2026-04-08 15:25:08 +08:00
commit 91e36407ae
302 changed files with 40872 additions and 0 deletions
--- a/src/core/non_empirical_retrieval.py
+++ b/src/core/non_empirical_retrieval.py
@ -0,0 +1,253 @@
+import sys
+from src.utils.util import *
+import warnings
+import pandas as pd
+import re # Added for regex parsing in safe_load_spectral
+# 配置：光谱起始列（前四列是坐标和像素信息：x_coord,y_coord,pixel_x,pixel_y）
+
+SPEC_START_COL = 4
+
+class RetrievalError(Exception):
+    """面向用户的友好错误。"""
+    pass
+
+def ensure_file_exists(path, name):
+    if not isinstance(path, str) or not path:
+        raise RetrievalError(f"{name} 路径为空。")

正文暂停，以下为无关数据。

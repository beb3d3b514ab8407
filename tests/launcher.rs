// tests/launcher.rs

//! Launch mechanics: registration, result collection, termination.

#![cfg(unix)]

use std::sync::Arc;

use rfpipe::errors::TaskError;
use rfpipe::exec::{launch, launch_with_sink};
use rfpipe::messages::InboundMessage;
use rfpipe::types::ScriptKind;
use rfpipe_test_utils::scripts::{context_with_scripts, emit_lines};
use rfpipe_test_utils::sinks::RecordingSink;
use rfpipe_test_utils::{init_tracing, with_timeout};

#[tokio::test]
async fn launch_registers_child_before_returning() {
    init_tracing();

    let (_guard, ctx) = context_with_scripts("#!/bin/sh\nsleep 1\n", "#!/bin/sh\n");

    let handle = launch(&ctx, ScriptKind::DataFormatter);

    // The child is registered synchronously, while the subprocess is still
    // running.
    assert_eq!(ctx.children.len(), 1);
    assert_eq!(ctx.children.scripts(), vec![ScriptKind::DataFormatter]);
    assert!(ctx.children.pids()[0].is_some());

    with_timeout(handle.wait()).await.expect("formatter run");
}

#[tokio::test]
async fn two_launches_produce_two_independent_children() {
    init_tracing();

    let (_guard, ctx) = context_with_scripts(
        &emit_lines(&[r#"{"type":"console.log","text":"hello"}"#]),
        "#!/bin/sh\n",
    );

    let first_sink = Arc::new(RecordingSink::default());
    let second_sink = Arc::new(RecordingSink::default());
    let first = launch_with_sink(&ctx, ScriptKind::DataFormatter, first_sink.clone());
    let second = launch_with_sink(&ctx, ScriptKind::DataFormatter, second_sink.clone());

    assert_eq!(ctx.children.len(), 2);

    let first_results = with_timeout(first.wait()).await.expect("first run");
    let second_results = with_timeout(second.wait()).await.expect("second run");

    // Each handle has its own independently-ordered stream and result list.
    assert_eq!(first_results.len(), 1);
    assert_eq!(second_results.len(), 1);
    assert_eq!(first_sink.console_texts(), vec!["hello".to_string()]);
    assert_eq!(second_sink.console_texts(), vec!["hello".to_string()]);
}

#[tokio::test]
async fn collected_results_preserve_variants_and_order() {
    init_tracing();

    let (_guard, ctx) = context_with_scripts(
        "#!/bin/sh\n",
        &emit_lines(&[
            r#"{"type":"console.log","text":"fitting"}"#,
            r#"{"type":"score","value":0.93}"#,
            r#"{"type":"console.log","text":"done"}"#,
        ]),
    );

    let handle = launch(&ctx, ScriptKind::Trainer);
    let results = with_timeout(handle.wait()).await.expect("trainer run");

    assert_eq!(results.len(), 3);
    assert!(matches!(&results[0], InboundMessage::ConsoleLog { text } if text == "fitting"));
    assert!(matches!(&results[1], InboundMessage::Unrecognized(_)));
    assert!(matches!(&results[2], InboundMessage::ConsoleLog { text } if text == "done"));
}

#[tokio::test]
async fn malformed_line_fails_the_run_but_forwarding_continues() {
    init_tracing();

    let (_guard, ctx) = context_with_scripts(
        &emit_lines(&[
            r#"{"type":"console.log","text":"before"}"#,
            "this is not json",
            r#"{"type":"console.log","text":"after"}"#,
        ]),
        "#!/bin/sh\n",
    );

    let sink = Arc::new(RecordingSink::default());
    let handle = launch_with_sink(&ctx, ScriptKind::DataFormatter, sink.clone());
    let err = with_timeout(handle.wait())
        .await
        .expect_err("malformed output must fail the run");

    assert!(matches!(
        err,
        TaskError::MalformedOutput { line, .. } if line == "this is not json"
    ));
    // Valid lines around the bad one were still forwarded.
    assert_eq!(
        sink.console_texts(),
        vec!["before".to_string(), "after".to_string()]
    );
}

#[tokio::test]
async fn nonzero_exit_wins_over_malformed_output() {
    init_tracing();

    let (_guard, ctx) =
        context_with_scripts("#!/bin/sh\necho 'not json'\nexit 2\n", "#!/bin/sh\n");

    let handle = launch(&ctx, ScriptKind::DataFormatter);
    let err = with_timeout(handle.wait())
        .await
        .expect_err("non-zero exit must fail the run");

    assert!(matches!(err, TaskError::Exit { code: 2, .. }));
}

#[tokio::test]
async fn terminate_all_kills_a_running_child() {
    init_tracing();

    let (_guard, ctx) = context_with_scripts("#!/bin/sh\nsleep 30\n", "#!/bin/sh\n");

    let handle = launch(&ctx, ScriptKind::DataFormatter);
    assert_eq!(ctx.children.terminate_all(), 1);

    let err = with_timeout(handle.wait())
        .await
        .expect_err("terminated run must not succeed");
    assert!(matches!(err, TaskError::Terminated { .. }));

    // The termination request was already consumed.
    assert_eq!(ctx.children.terminate_all(), 0);
}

+    if not os.path.exists(path):
+        raise RetrievalError(f"{name} 不存在：{path}")
+
+def safe_load_model(model_info_path):
+    ensure_file_exists(model_info_path, "模型信息文件")
+    try:
+        model_type, model_info, accuracy_ = load_numpy_dict_from_json(model_info_path)

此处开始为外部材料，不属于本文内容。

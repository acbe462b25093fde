mod app;
mod braille;
mod config;
mod controller;
mod error;
mod particle;
mod renderer;
mod resize;
mod scheduler;
mod settings;
mod stepper;
mod surface;
mod ui;

use app::{App, Focus};
use clap::Parser;
use config::AppConfig;
use crossterm::{
    event::{self, Event, KeyCode, KeyEventKind, KeyModifiers},
    execute,
    terminal::{disable_raw_mode, enable_raw_mode, EnterAlternateScreen, LeaveAlternateScreen},
};
use ratatui::{backend::CrosstermBackend, layout::Rect, Terminal};
use std::fs::File;
use std::io;
use std::path::{Path, PathBuf};
use std::time::Instant;

#[derive(Parser, Debug)]
#[command(name = "particle-field")]
#[command(about = "Linked particle field animation in the terminal")]
struct Args {
    // === Field Parameters ===
    /// Particle density, 100 = one particle per 10000 px² (0-1000)
    #[arg(short = 'd', long)]
    density: Option<f32>,

    /// Maximum per-axis drift per frame in px (0-10)
    #[arg(short = 's', long)]
    speed: Option<f32>,

    /// Distance in px under which particles are linked (0-1000)
    #[arg(short = 'l', long = "link-distance")]
    link_distance: Option<f32>,

    /// Opacity of links and canvas (0.0-1.0)
    #[arg(short = 'o', long)]
    opacity: Option<f32>,

    // === Host Options ===
    /// Config file (defaults to the platform config directory)
    #[arg(short = 'c', long)]
    config: Option<PathBuf>,

    /// Seed for the random generator, for reproducible fields
    #[arg(long)]
    seed: Option<u64>,

    /// Target frames per second (10-240)
    #[arg(long)]
    fps: Option<u32>,

    /// Surface pixels per Braille dot (1-16)
    #[arg(long = "pixel-scale")]
    pixel_scale: Option<f32>,

    /// Write log records to this file (RUST_LOG sets the filter)
    #[arg(long = "log-file")]
    log_file: Option<PathBuf>,
}

impl Args {
    /// Command-line values win over the config file
    fn apply(&self, mut config: AppConfig) -> AppConfig {
        if let Some(density) = self.density {
            config.field.density = density;
        }
        if let Some(speed) = self.speed {
            config.field.speed = speed;
        }
        if let Some(distance) = self.link_distance {
            config.field.max_link_distance = distance;
        }
        if let Some(opacity) = self.opacity {
            config.field.global_opacity = opacity;
        }
        if let Some(fps) = self.fps {
            config.fps = fps;
        }
        if let Some(scale) = self.pixel_scale {
            config.pixel_scale = scale;
        }
        config.clamped()
    }
}

/// Logging goes to a file or nowhere; stderr would tear the alternate screen
fn init_logging(log_file: Option<&Path>) -> io::Result<()> {
    let mut builder = match log_file {
        Some(path) => {
            let file = File::create(path)?;
            let mut builder =
                env_logger::Builder::from_env(env_logger::Env::default().default_filter_or("info"));
            builder.target(env_logger::Target::Pipe(Box::new(file)));
            builder
        }
        None => env_logger::Builder::from_env(env_logger::Env::default().default_filter_or("off")),
    };
    builder.init();
    Ok(())
}

fn canvas_size<B: ratatui::backend::Backend>(
    terminal: &Terminal<B>,
    fullscreen: bool,
) -> io::Result<(u16, u16)> {
    let size = terminal.size()?;
    Ok(ui::get_canvas_size(
        Rect {
            x: 0,
            y: 0,
            width: size.width,
            height: size.height,
        },
        fullscreen,
    ))
}

fn main() -> Result<(), Box<dyn std::error::Error>> {
    let args = Args::parse();
    init_logging(args.log_file.as_deref())?;

    let config_path = args.config.clone().or_else(AppConfig::default_path);
    let file_config = match &config_path {
        Some(path) => AppConfig::load_or_default(path),
        None => AppConfig::default(),
    };
    let config = args.apply(file_config);
    log::info!("starting with {:?}", config);

    // Setup terminal
    enable_raw_mode()?;
    let mut stdout = io::stdout();
    execute!(stdout, EnterAlternateScreen)?;
    let backend = CrosstermBackend::new(stdout);
    let mut terminal = Terminal::new(backend)?;

    let mut app = App::new(config, config_path, args.seed);

    // Run the app
    let res = run_app(&mut terminal, &mut app);
    app.shutdown();

    // Cleanup
    disable_raw_mode()?;
    execute!(terminal.backend_mut(), LeaveAlternateScreen)?;
    terminal.show_cursor()?;

    if let Err(err) = res {
        log::error!("{}", err);
        eprintln!("Error: {:?}", err);
    }

    Ok(())
}

fn run_app<B: ratatui::backend::Backend>(
    terminal: &mut Terminal<B>,
    app: &mut App,
) -> io::Result<()> {
    // Mount the field on the initial canvas
    let (canvas_width, canvas_height) = canvas_size(terminal, app.fullscreen_mode)?;
    app.resize(canvas_width, canvas_height);

    loop {
        // Render current state
        terminal.draw(|frame| ui::render(frame, app))?;

        // Wait for input until the next frame is due
        if event::poll(app.poll_timeout(Instant::now()))? {
            match event::read()? {
                Event::Key(key) => {
                    // Only process Press events
                    if key.kind != KeyEventKind::Press {
                        continue;
                    }

                    // Handle Ctrl+C
                    if key.code == KeyCode::Char('c') && key.modifiers.contains(KeyModifiers::CONTROL) {
                        return Ok(());
                    }

                    app.status_message = None;

                    match key.code {
                        // System controls
                        KeyCode::Char('q') | KeyCode::Char('Q') => return Ok(()),
                        KeyCode::Char(' ') => app.toggle_pause(),
                        KeyCode::Char('r') | KeyCode::Char('R') => app.reseed(),
                        KeyCode::Char('v') | KeyCode::Char('V') => {
                            app.toggle_fullscreen();
                            let (w, h) = canvas_size(terminal, app.fullscreen_mode)?;
                            app.resize(w, h);
                        }
                        KeyCode::Char('h') | KeyCode::Char('H') | KeyCode::Char('?') => app.toggle_help(),
                        KeyCode::Char('w') | KeyCode::Char('W') => app.save_config(),

                        // Navigation
                        KeyCode::Tab => app.next_focus(),
                        KeyCode::BackTab => app.prev_focus(),
                        KeyCode::Up => {
                            if !app.show_help {
                                if app.focus.is_param() {
                                    app.adjust_focused_up();
                                } else {
                                    app.scroll_controls_up();
                                }
                            }
                        }
                        KeyCode::Down => {
                            if !app.show_help {
                                if app.focus.is_param() {
                                    app.adjust_focused_down();
                                } else {
                                    let term_size = terminal.size().unwrap_or_default();
                                    let visible = ui::get_controls_visible_lines(term_size.height);
                                    app.scroll_controls_down(ui::CONTROLS_CONTENT_LINES.saturating_sub(visible));
                                }
                            }
                        }
                        KeyCode::Esc => {
                            if app.show_help {
                                app.toggle_help();
                            } else if app.focus.is_param() {
                                app.focus = Focus::Controls;
                            }
                        }
                        KeyCode::Char('j') | KeyCode::Char('J') => {
                            if app.show_help {
                                app.scroll_help_down(ui::HELP_CONTENT_LINES);
                            }
                        }
                        KeyCode::Char('k') | KeyCode::Char('K') => {
                            if app.show_help {
                                app.scroll_help_up();
                            }
                        }
                        _ => {}
                    }
                }
                Event::Resize(width, height) => {
                    let (canvas_width, canvas_height) = ui::get_canvas_size(
                        Rect {
                            x: 0,
                            y: 0,
                            width,
                            height,
                        },
                        app.fullscreen_mode,
                    );
                    app.resize(canvas_width, canvas_height);
                }
                _ => {}
            }
        }

        // Run due frames
        app.tick(Instant::now());
    }
}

+    except Exception as e:
+        raise RetrievalError(f"无法读取/解析模型文件：{model_info_path}\n原因：{e}")
+    if model_info is None:
+        raise RetrievalError("模型文件缺少 'model_info'。")
+    model_info = np.asarray(model_info)
+    if model_info.ndim == 0 or model_info.size == 0:
+        raise RetrievalError("模型系数为空。")
+    return model_type, model_info, accuracy_
+
+def safe_load_spectral(coor_spectral_path):
+    ensure_file_exists(coor_spectral_path, "坐标-光谱文件")
+    
+    # 使用 pandas 读取文件
+    try:
+        # 读取为 DataFrame，跳过第一行（列名），明确指定数据类型为 float
+        df = pd.read_csv(coor_spectral_path, encoding="utf-8-sig", header=0, dtype=float)

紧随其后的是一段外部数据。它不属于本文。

//! Frame scheduling.
//!
//! A frame is requested, not run: [`FrameScheduler::request_frame`] hands back
//! a handle that the host later reports as due. Cancelling a handle removes it
//! from the pending set, so a frame that was scheduled but has not yet run can
//! never be delivered afterwards.

use std::collections::BTreeMap;
use std::time::{Duration, Instant};

/// Identifies one pending frame
#[derive(Debug, Clone, Copy, PartialEq, Eq, PartialOrd, Ord, Hash)]
pub struct FrameHandle(u64);

pub trait FrameScheduler {
    /// Schedule a callback before the next repaint
    fn request_frame(&mut self) -> FrameHandle;

    /// Revoke a pending frame. Unknown or already-delivered handles are ignored.
    fn cancel_frame(&mut self, handle: FrameHandle);
}

/// How often the measured frame rate is refreshed
const FPS_WINDOW: Duration = Duration::from_millis(500);

/// Paces frames to a fixed refresh interval on the host's event loop
#[derive(Debug)]
pub struct FrameClock {
    interval: Duration,
    next_id: u64,
    pending: BTreeMap<FrameHandle, Instant>,
    last_tick: Option<Instant>,
    window_start: Instant,
    window_frames: u32,
    fps: f32,
}

impl FrameClock {
    pub fn new(interval: Duration) -> Self {
        Self {
            interval,
            next_id: 0,
            pending: BTreeMap::new(),
            last_tick: None,
            window_start: Instant::now(),
            window_frames: 0,
            fps: 0.0,
        }
    }

    /// Clock targeting a frames-per-second rate
    pub fn with_fps(fps: u32) -> Self {
        Self::new(Duration::from_secs_f64(1.0 / fps.max(1) as f64))
    }

    pub fn interval(&self) -> Duration {
        self.interval
    }

    /// Remove and return every frame whose deadline has passed, oldest first
    pub fn due_frames(&mut self, now: Instant) -> Vec<FrameHandle> {
        let due: Vec<FrameHandle> = self
            .pending
            .iter()
            .filter(|(_, deadline)| **deadline <= now)
            .map(|(handle, _)| *handle)
            .collect();
        for handle in &due {
            self.pending.remove(handle);
        }
        if !due.is_empty() {
            self.record_tick(now);
        }
        due
    }

    /// How long the host may block before the next frame is due
    pub fn time_until_next(&self, now: Instant) -> Option<Duration> {
        self.pending
            .values()
            .min()
            .map(|deadline| deadline.saturating_duration_since(now))
    }

    #[cfg(test)]
    pub fn is_pending(&self, handle: FrameHandle) -> bool {
        self.pending.contains_key(&handle)
    }

    #[cfg(test)]
    pub fn pending_count(&self) -> usize {
        self.pending.len()
    }

    /// Measured frames per second over the last window
    pub fn fps(&self) -> f32 {
        self.fps
    }

    fn record_tick(&mut self, now: Instant) {
        self.last_tick = Some(now);
        self.window_frames += 1;
        let elapsed = now.saturating_duration_since(self.window_start);
        if elapsed >= FPS_WINDOW {
            self.fps = self.window_frames as f32 / elapsed.as_secs_f32();
            self.window_frames = 0;
            self.window_start = now;
        }
    }
}

impl FrameScheduler for FrameClock {
    fn request_frame(&mut self) -> FrameHandle {
        let handle = FrameHandle(self.next_id);
        self.next_id += 1;
        // One interval after the last delivered frame, never in the past
        let base = self.last_tick.unwrap_or_else(Instant::now);
        let deadline = (base + self.interval).max(Instant::now());
        self.pending.insert(handle, deadline);
        handle
    }

    fn cancel_frame(&mut self, handle: FrameHandle) {
        self.pending.remove(&handle);
    }
}

#[cfg(test)]
mod tests {
    use super::*;

    #[test]
    fn test_requested_frame_becomes_due() {
        let mut clock = FrameClock::new(Duration::from_millis(16));
        let handle = clock.request_frame();
        assert!(clock.is_pending(handle));

        let later = Instant::now() + Duration::from_millis(50);
        assert_eq!(clock.due_frames(later), vec![handle]);
        assert!(!clock.is_pending(handle));
        assert!(clock.due_frames(later).is_empty());
    }

    #[test]
    fn test_frame_not_due_before_interval() {
        let mut clock = FrameClock::new(Duration::from_secs(60));
        clock.request_frame();
        assert!(clock.due_frames(Instant::now()).is_empty());
        assert!(clock.time_until_next(Instant::now()).unwrap() > Duration::from_secs(1));
    }

    #[test]
    fn test_cancelled_frame_never_delivered() {
        let mut clock = FrameClock::new(Duration::from_millis(1));
        let handle = clock.request_frame();
        clock.cancel_frame(handle);

        let later = Instant::now() + Duration::from_secs(1);
        assert!(clock.due_frames(later).is_empty());
        assert_eq!(clock.time_until_next(later), None);
    }

    #[test]
    fn test_cancel_unknown_handle_is_noop() {
        let mut clock = FrameClock::new(Duration::from_millis(1));
        let handle = clock.request_frame();
        clock.cancel_frame(handle);
        clock.cancel_frame(handle);
        clock.cancel_frame(FrameHandle(999));
        assert_eq!(clock.pending_count(), 0);
    }

    #[test]
    fn test_handles_are_unique() {
        let mut clock = FrameClock::with_fps(60);
        let a = clock.request_frame();
        let b = clock.request_frame();
        assert_ne!(a, b);
        assert_eq!(clock.pending_count(), 2);
    }
}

+        # 转换为 numpy 数组以保持原有格式
+        coor_spectral = df.values
+    except Exception as e:
+        raise RetrievalError(f"无法读取坐标-光谱文件：{coor_spectral_path}\n原因：{e}")
+
+    if coor_spectral.ndim != 2 or coor_spectral.shape[0] < 1:
+        raise RetrievalError("坐标-光谱文件维度异常：需要至少一行数据。")
+
+    if coor_spectral.shape[1] <= SPEC_START_COL:
+        raise RetrievalError(f"坐标-光谱文件列数不足（至少需要 {SPEC_START_COL+1} 列，含 4 列坐标信息 + ≥1 列光谱）。")
+
+    # 由于第一行已经是数据，不再需要提取波长行
+    # 波长信息需要从列名中提取
+    try:
+        # 读取列名来获取波长信息
+        df_with_header = pd.read_csv(coor_spectral_path, encoding="utf-8-sig", header=0)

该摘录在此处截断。